Pull each line containing "ApiError" out of the listing below.

· · · · ·

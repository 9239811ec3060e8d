//! 订阅管理 API

use axum::{
    Json,
    extract::{Path, State},
};

use notification_worker::Category;

use super::parse_recipient;
use crate::dto::{
    ApiResponse, RecipientSubscriptions, SubscribeRequest, SubscriptionChange,
    SubscriptionsResponse,
};
use crate::error::{ApiError, Result};
use crate::state::AppState;

/// 全部订阅与统计
///
/// GET /api/v1/subscriptions
pub async fn list_subscriptions(
    State(state): State<AppState>,
) -> Json<ApiResponse<SubscriptionsResponse>> {
    let registry = state.notifier.registry();
    Json(ApiResponse::success(SubscriptionsResponse {
        subscriptions: registry.all_subscriptions(),
        stats: registry.stats(),
    }))
}

/// GET /api/v1/subscriptions/{chat_id}
pub async fn get_subscriptions(
    State(state): State<AppState>,
    Path(chat_id): Path<String>,
) -> Result<Json<ApiResponse<RecipientSubscriptions>>> {
    let recipient = parse_recipient(&chat_id)?;
    let categories = state
        .notifier
        .registry()
        .list_subscriptions(&recipient)
        .into_iter()
        .collect();
    Ok(Json(ApiResponse::success(RecipientSubscriptions {
        chat_id: recipient.to_string(),
        categories,
    })))
}

/// POST /api/v1/subscriptions/{chat_id}
pub async fn subscribe(
    State(state): State<AppState>,
    Path(chat_id): Path<String>,
    Json(req): Json<SubscribeRequest>,
) -> Result<Json<ApiResponse<SubscriptionChange>>> {
    let recipient = parse_recipient(&chat_id)?;
    let category: Category = req.category.parse().map_err(ApiError::from)?;
    let changed = state.notifier.registry().subscribe(recipient.clone(), category);

    Ok(Json(ApiResponse::success(SubscriptionChange {
        chat_id: recipient.to_string(),
        category,
        changed,
    })))
}

/// DELETE /api/v1/subscriptions/{chat_id}/{category}
pub async fn unsubscribe(
    State(state): State<AppState>,
    Path((chat_id, category)): Path<(String, String)>,
) -> Result<Json<ApiResponse<SubscriptionChange>>> {
    let recipient = parse_recipient(&chat_id)?;
    let category: Category = category.parse().map_err(ApiError::from)?;
    let changed = state.notifier.registry().unsubscribe(&recipient, category);

    Ok(Json(ApiResponse::success(SubscriptionChange {
        chat_id: recipient.to_string(),
        category,
        changed,
    })))
}
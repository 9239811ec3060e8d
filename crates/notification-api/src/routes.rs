//! 路由配置

use axum::{
    Router, middleware,
    routing::{delete, get, post},
};
use tower_http::cors::{Any, CorsLayer};

use notifier_shared::observability::middleware as obs_middleware;

use crate::{handlers, middleware as api_middleware, state::AppState};

/// 需要 API Key 的业务路由，挂载在 /api/v1 下
pub fn api_routes(state: AppState) -> Router<AppState> {
    Router::new()
        .route("/notify", post(handlers::notify::send_notification))
        // 订阅管理
        .route(
            "/subscriptions",
            get(handlers::subscription::list_subscriptions),
        )
        .route(
            "/subscriptions/{chat_id}",
            get(handlers::subscription::get_subscriptions).post(handlers::subscription::subscribe),
        )
        .route(
            "/subscriptions/{chat_id}/{category}",
            delete(handlers::subscription::unsubscribe),
        )
        // 定时任务
        .route(
            "/schedule",
            get(handlers::schedule::list_jobs).post(handlers::schedule::create_job),
        )
        .route("/schedule/{job_id}", delete(handlers::schedule::delete_job))
        .route(
            "/schedule/{job_id}/pause",
            post(handlers::schedule::pause_job),
        )
        .route(
            "/schedule/{job_id}/resume",
            post(handlers::schedule::resume_job),
        )
        // 系统监控
        .route("/system/metrics", get(handlers::system::get_metrics))
        .route("/system/report", post(handlers::system::send_report))
        .route_layer(middleware::from_fn_with_state(
            state,
            api_middleware::api_key_auth,
        ))
}

/// 完整应用：健康检查、Webhook、业务 API 与公共中间件
pub fn app(state: AppState) -> Router {
    Router::new()
        .route("/health", get(handlers::health::health_check))
        .route("/webhook/notify", post(handlers::webhook::webhook_notify))
        .nest("/api/v1", api_routes(state.clone()))
        .layer(middleware::from_fn(api_middleware::security_headers))
        .layer(
            CorsLayer::new()
                .allow_origin(Any)
                .allow_methods(Any)
                .allow_headers(Any),
        )
        .layer(middleware::from_fn(obs_middleware::http_tracing))
        .layer(middleware::from_fn(obs_middleware::request_id))
        .with_state(state)
}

· · · · ·

• **Answer**
use crate::error::{ApiError, Result};
    let category: Category = req.category.parse().map_err(ApiError::from)?;
    let category: Category = category.parse().map_err(ApiError::from)?;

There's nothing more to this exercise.